▶
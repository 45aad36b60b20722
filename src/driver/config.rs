//! Configuration types for the Panther7 HDMA driver

use crate::driver::error::{ConfigError, ConfigResult};
use crate::internal::constants::MAX_HARDWARE_REQUEST;

/// AHB burst type used by the channel
#[derive(Debug, Clone, Copy, PartialEq, Eq, Default)]
#[cfg_attr(feature = "defmt", derive(defmt::Format))]
#[repr(u8)]
pub enum BurstType {
    /// Single transfer per request
    #[default]
    Single = 1,
    /// 4-beat incrementing burst
    Incr4 = 4,
    /// 8-beat incrementing burst
    Incr8 = 8,
    /// 16-beat incrementing burst
    Incr16 = 16,
}

impl BurstType {
    /// Convert a burst length in beats
    ///
    /// Returns [`ConfigError::InvalidBurstType`] for anything but 1, 4, 8 or 16.
    pub const fn from_beats(beats: u32) -> ConfigResult<Self> {
        match beats {
            1 => Ok(BurstType::Single),
            4 => Ok(BurstType::Incr4),
            8 => Ok(BurstType::Incr8),
            16 => Ok(BurstType::Incr16),
            _ => Err(ConfigError::InvalidBurstType),
        }
    }

    /// Number of beats per burst
    #[must_use]
    pub const fn beats(self) -> u32 {
        self as u32
    }
}

impl TryFrom<u32> for BurstType {
    type Error = ConfigError;

    fn try_from(beats: u32) -> ConfigResult<Self> {
        Self::from_beats(beats)
    }
}

/// Size of one beat on the bus
#[derive(Debug, Clone, Copy, PartialEq, Eq, Default)]
#[cfg_attr(feature = "defmt", derive(defmt::Format))]
#[repr(u8)]
pub enum DataWidth {
    /// 8-bit
    #[default]
    Byte = 1,
    /// 16-bit
    HalfWord = 2,
    /// 32-bit
    Word = 4,
}

impl DataWidth {
    /// Convert a width in bytes
    ///
    /// Returns [`ConfigError::InvalidDataWidth`] for anything but 1, 2 or 4.
    pub const fn from_bytes(bytes: u32) -> ConfigResult<Self> {
        match bytes {
            1 => Ok(DataWidth::Byte),
            2 => Ok(DataWidth::HalfWord),
            4 => Ok(DataWidth::Word),
            _ => Err(ConfigError::InvalidDataWidth),
        }
    }

    /// Width in bytes
    #[must_use]
    pub const fn bytes(self) -> u32 {
        self as u32
    }
}

impl TryFrom<u32> for DataWidth {
    type Error = ConfigError;

    fn try_from(bytes: u32) -> ConfigResult<Self> {
        Self::from_bytes(bytes)
    }
}

/// How an address advances between beats
#[derive(Debug, Clone, Copy, PartialEq, Eq, Default)]
#[cfg_attr(feature = "defmt", derive(defmt::Format))]
pub enum AddressMode {
    /// Address advances by the data width
    #[default]
    Increment,
    /// Address stays put (peripheral FIFO)
    Fixed,
}

/// Transfer trigger mode
#[derive(Debug, Clone, Copy, PartialEq, Eq, Default)]
#[cfg_attr(feature = "defmt", derive(defmt::Format))]
pub enum TransferMode {
    /// Started by software as soon as the channel is armed
    #[default]
    Software,
    /// Paced by the selected external hardware request line
    Hardware,
    /// Hardware-paced, split into pages that each raise a page interrupt
    Slice,
}

impl TransferMode {
    /// Whether the transfer waits for an external hardware request
    #[inline]
    pub const fn is_hardware_triggered(self) -> bool {
        matches!(self, TransferMode::Hardware | TransferMode::Slice)
    }
}

/// Slice mode parameters
#[derive(Debug, Clone, Copy, PartialEq, Eq)]
#[cfg_attr(feature = "defmt", derive(defmt::Format))]
pub struct SliceConfig {
    /// Number of slices per page
    pub slice_count: u32,
    /// Buffer size in bytes
    pub buffer_size: u32,
}

impl SliceConfig {
    /// Create slice parameters
    #[must_use]
    pub const fn new(slice_count: u32, buffer_size: u32) -> Self {
        Self {
            slice_count,
            buffer_size,
        }
    }
}

/// Channel runtime state
#[derive(Debug, Clone, Copy, PartialEq, Eq, Default)]
#[cfg_attr(feature = "defmt", derive(defmt::Format))]
pub enum State {
    /// Registers cleared, interrupts masked
    #[default]
    Disabled,
    /// Transfer programmed, interrupts unmasked
    Enabled,
}

/// Transfer descriptor handed to [`HdmaChannel::enable`](crate::HdmaChannel::enable)
///
/// Use the builder methods to override the defaults:
///
/// ```ignore
/// let transfer = TransferConfig::new(src, dst, 64)
///     .with_burst(BurstType::Incr4)
///     .with_width(DataWidth::Word);
/// ```
#[derive(Debug, Clone, Copy, PartialEq, Eq)]
#[cfg_attr(feature = "defmt", derive(defmt::Format))]
pub struct TransferConfig {
    /// Source bus address
    pub src_addr: u32,
    /// Destination bus address
    pub dst_addr: u32,
    /// Total bytes to move
    pub byte_count: u32,
    /// Burst type
    pub burst: BurstType,
    /// Beat width
    pub width: DataWidth,
    /// Source address mode
    pub src_mode: AddressMode,
    /// Destination address mode
    pub dst_mode: AddressMode,
    /// Trigger mode
    pub mode: TransferMode,
    /// External hardware request line (0-15)
    pub hardware_request: u8,
    /// Slice parameters, used only in [`TransferMode::Slice`]
    pub slice: Option<SliceConfig>,
}

impl TransferConfig {
    /// Create a software-triggered, byte-wide, single-beat, incrementing transfer
    #[must_use]
    pub const fn new(src_addr: u32, dst_addr: u32, byte_count: u32) -> Self {
        Self {
            src_addr,
            dst_addr,
            byte_count,
            burst: BurstType::Single,
            width: DataWidth::Byte,
            src_mode: AddressMode::Increment,
            dst_mode: AddressMode::Increment,
            mode: TransferMode::Software,
            hardware_request: 0,
            slice: None,
        }
    }

    /// Set the burst type
    #[must_use]
    pub const fn with_burst(mut self, burst: BurstType) -> Self {
        self.burst = burst;
        self
    }

    /// Set the beat width
    #[must_use]
    pub const fn with_width(mut self, width: DataWidth) -> Self {
        self.width = width;
        self
    }

    /// Set the source address mode
    #[must_use]
    pub const fn with_source_mode(mut self, mode: AddressMode) -> Self {
        self.src_mode = mode;
        self
    }

    /// Set the destination address mode
    #[must_use]
    pub const fn with_destination_mode(mut self, mode: AddressMode) -> Self {
        self.dst_mode = mode;
        self
    }

    /// Set the trigger mode
    #[must_use]
    pub const fn with_mode(mut self, mode: TransferMode) -> Self {
        self.mode = mode;
        self
    }

    /// Select the external hardware request line
    #[must_use]
    pub const fn with_hardware_request(mut self, line: u8) -> Self {
        self.hardware_request = line;
        self
    }

    /// Switch to slice mode with the given parameters
    #[must_use]
    pub const fn with_slice(mut self, slice: SliceConfig) -> Self {
        self.mode = TransferMode::Slice;
        self.slice = Some(slice);
        self
    }

    /// Bytes moved by one burst
    #[inline]
    pub const fn burst_bytes(&self) -> u32 {
        self.burst.beats() * self.width.bytes()
    }

    /// Whether slice mode is selected
    #[inline]
    pub const fn is_slice(&self) -> bool {
        matches!(self.mode, TransferMode::Slice)
    }

    /// Validate the descriptor against the controller's limits
    ///
    /// Checks, in order: non-zero length, burst alignment of the byte count,
    /// hardware request range, and slice parameters when slice mode is
    /// selected.
    pub const fn validate(&self) -> ConfigResult<()> {
        if self.byte_count == 0 {
            return Err(ConfigError::InvalidLength);
        }
        if self.byte_count % self.burst_bytes() != 0 {
            return Err(ConfigError::MisalignedCount);
        }
        if self.hardware_request > MAX_HARDWARE_REQUEST {
            return Err(ConfigError::InvalidHardwareRequest);
        }
        if self.is_slice() {
            let width = self.width.bytes();
            let valid = match self.slice {
                Some(s) => s.slice_count != 0 && s.buffer_size != 0 && s.buffer_size % width == 0,
                None => false,
            };
            if !valid {
                return Err(ConfigError::InvalidSliceConfig);
            }
        }
        Ok(())
    }
}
◀
WHAT YOU WILL DO: Note each line above that holds "ConfigResult", then copy all of them.

TASK RESULT:
use crate::driver::error::{ConfigError, ConfigResult};
    pub const fn from_beats(beats: u32) -> ConfigResult<Self> {
    fn try_from(beats: u32) -> ConfigResult<Self> {
    pub const fn from_bytes(bytes: u32) -> ConfigResult<Self> {
    fn try_from(bytes: u32) -> ConfigResult<Self> {
    pub const fn validate(&self) -> ConfigResult<()> {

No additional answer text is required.